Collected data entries
· · · · · · ·

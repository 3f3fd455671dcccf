mod placement;
mod strata_desc;

pub use placement::{NodeRef, Placement, RolloffMode, SpatialDefaults, SpatialParams};
pub use strata_desc::{EffectDesc, LoopDesc, MusicDesc, StrataDesc};
//! Read-only sound collections: what to play and how loud.

mod effect;
mod loop_pack;
mod music;

pub use effect::EffectPack;
pub use loop_pack::LoopPack;
pub use music::MusicPack;

use crate::config::SpatialParams;
use crate::error::{Result, StrataError};
use rand::Rng;
use std::fmt;
use std::sync::Arc;
use std::time::Duration;

/// A playable clip as far as Strata cares: a name and how long it plays.
///
/// Sample data lives with the renderer; backends look clips up by name.
#[derive(Debug, Clone, PartialEq)]
pub struct AudioClip {
    name: String,
    duration: Duration,
}

impl AudioClip {
    pub fn new(name: impl Into<String>, duration: Duration) -> Self {
        Self {
            name: name.into(),
            duration,
        }
    }

    /// Convenience for building packs, which hold clips behind `Arc`.
    pub fn shared(name: impl Into<String>, duration: Duration) -> Arc<Self> {
        Arc::new(Self::new(name, duration))
    }

    pub fn name(&self) -> &str {
        &self.name
    }

    pub fn duration(&self) -> Duration {
        self.duration
    }
}

/// Named mixer bus a voice is routed to. The renderer owns the actual buses.
#[derive(Debug, Clone, PartialEq, Eq, Hash)]
pub struct OutputGroup(String);

impl OutputGroup {
    pub fn new(name: impl Into<String>) -> Self {
        Self(name.into())
    }

    pub fn name(&self) -> &str {
        &self.0
    }
}

impl fmt::Display for OutputGroup {
    fn fmt(&self, f: &mut fmt::Formatter<'_>) -> fmt::Result {
        f.write_str(&self.0)
    }
}

/// Optional pitch variation applied each time a clip starts.
#[derive(Debug, Clone, Copy, PartialEq)]
pub struct PitchRandomization {
    pub enabled: bool,
    pub min: f32,
    pub max: f32,
}

impl Default for PitchRandomization {
    fn default() -> Self {
        Self {
            enabled: false,
            min: 1.0,
            max: 1.0,
        }
    }
}

impl PitchRandomization {
    pub fn range(min: f32, max: f32) -> Self {
        Self {
            enabled: true,
            min,
            max,
        }
    }

    /// Draws a pitch. Disabled or degenerate ranges give 1.0 or the single bound.
    pub fn sample<R: Rng + ?Sized>(&self, rng: &mut R) -> f32 {
        if !self.enabled || !self.min.is_finite() || !self.max.is_finite() {
            return 1.0;
        }
        let (low, high) = if self.min <= self.max {
            (self.min, self.max)
        } else {
            (self.max, self.min)
        };
        if low == high {
            return low;
        }
        rng.random_range(low..=high)
    }
}

/// Fields shared by every pack kind, with by-value builder setters.
#[derive(Debug, Clone)]
pub struct PackBase {
    name: String,
    clips: Vec<Arc<AudioClip>>,
    play_volume: f32,
    pitch: PitchRandomization,
    spatial: SpatialParams,
    output_group: Option<OutputGroup>,
}

impl PackBase {
    pub fn new(name: impl Into<String>) -> Self {
        Self {
            name: name.into(),
            clips: Vec::new(),
            play_volume: 1.0,
            pitch: PitchRandomization::default(),
            spatial: SpatialParams::default(),
            output_group: None,
        }
    }

    pub fn with_clip(mut self, clip: Arc<AudioClip>) -> Self {
        self.clips.push(clip);
        self
    }

    pub fn with_clips(mut self, clips: impl IntoIterator<Item = Arc<AudioClip>>) -> Self {
        self.clips.extend(clips);
        self
    }

    pub fn with_volume(mut self, volume: f32) -> Self {
        self.play_volume = volume;
        self
    }

    pub fn with_pitch_range(mut self, min: f32, max: f32) -> Self {
        self.pitch = PitchRandomization::range(min, max);
        self
    }

    pub fn with_spatial(mut self, spatial: SpatialParams) -> Self {
        self.spatial = spatial;
        self
    }

    pub fn with_output_group(mut self, group: OutputGroup) -> Self {
        self.output_group = Some(group);
        self
    }
}

/// Read-only accessors the orchestrator needs from any pack.
pub trait AudioPack {
    fn base(&self) -> &PackBase;

    fn name(&self) -> &str {
        &self.base().name
    }

    fn clips(&self) -> &[Arc<AudioClip>] {
        &self.base().clips
    }

    fn clip_count(&self) -> usize {
        self.clips().len()
    }

    fn clip(&self, index: usize) -> Option<&Arc<AudioClip>> {
        self.clips().get(index)
    }

    fn clip_length(&self, index: usize) -> Option<Duration> {
        self.clip(index).map(|clip| clip.duration())
    }

    fn play_volume(&self) -> f32 {
        self.base().play_volume
    }

    fn pitch(&self) -> &PitchRandomization {
        &self.base().pitch
    }

    fn spatial(&self) -> &SpatialParams {
        &self.base().spatial
    }

    /// Mixer bus for this pack's voices. `None` leaves the renderer's default.
    fn output_group(&self) -> Option<&OutputGroup> {
        self.base().output_group.as_ref()
    }

    /// Position of `clip` in this pack, compared by value.
    fn index_of(&self, clip: &AudioClip) -> Option<usize> {
        self.clips().iter().position(|candidate| **candidate == *clip)
    }

    fn random_index<R: Rng + ?Sized>(&self, rng: &mut R) -> Option<usize> {
        match self.clip_count() {
            0 => None,
            count => Some(rng.random_range(0..count)),
        }
    }

    /// Bounds-checked clip lookup with a descriptive error.
    fn checked_clip(&self, index: usize) -> Result<&Arc<AudioClip>> {
        let len = self.clip_count();
        if len == 0 {
            return Err(StrataError::EmptyPack(self.name().to_string()));
        }
        self.clip(index).ok_or_else(|| StrataError::ClipIndexOutOfRange {
            pack: self.name().to_string(),
            index,
            len,
        })
    }
}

· · · · · · ·

> **Exercise requirements**: Wherever "PackBase" appears in a line of the entries, copy that line.

> **Answer to this exercise**:
pub struct PackBase {
impl PackBase {
    fn base(&self) -> &PackBase;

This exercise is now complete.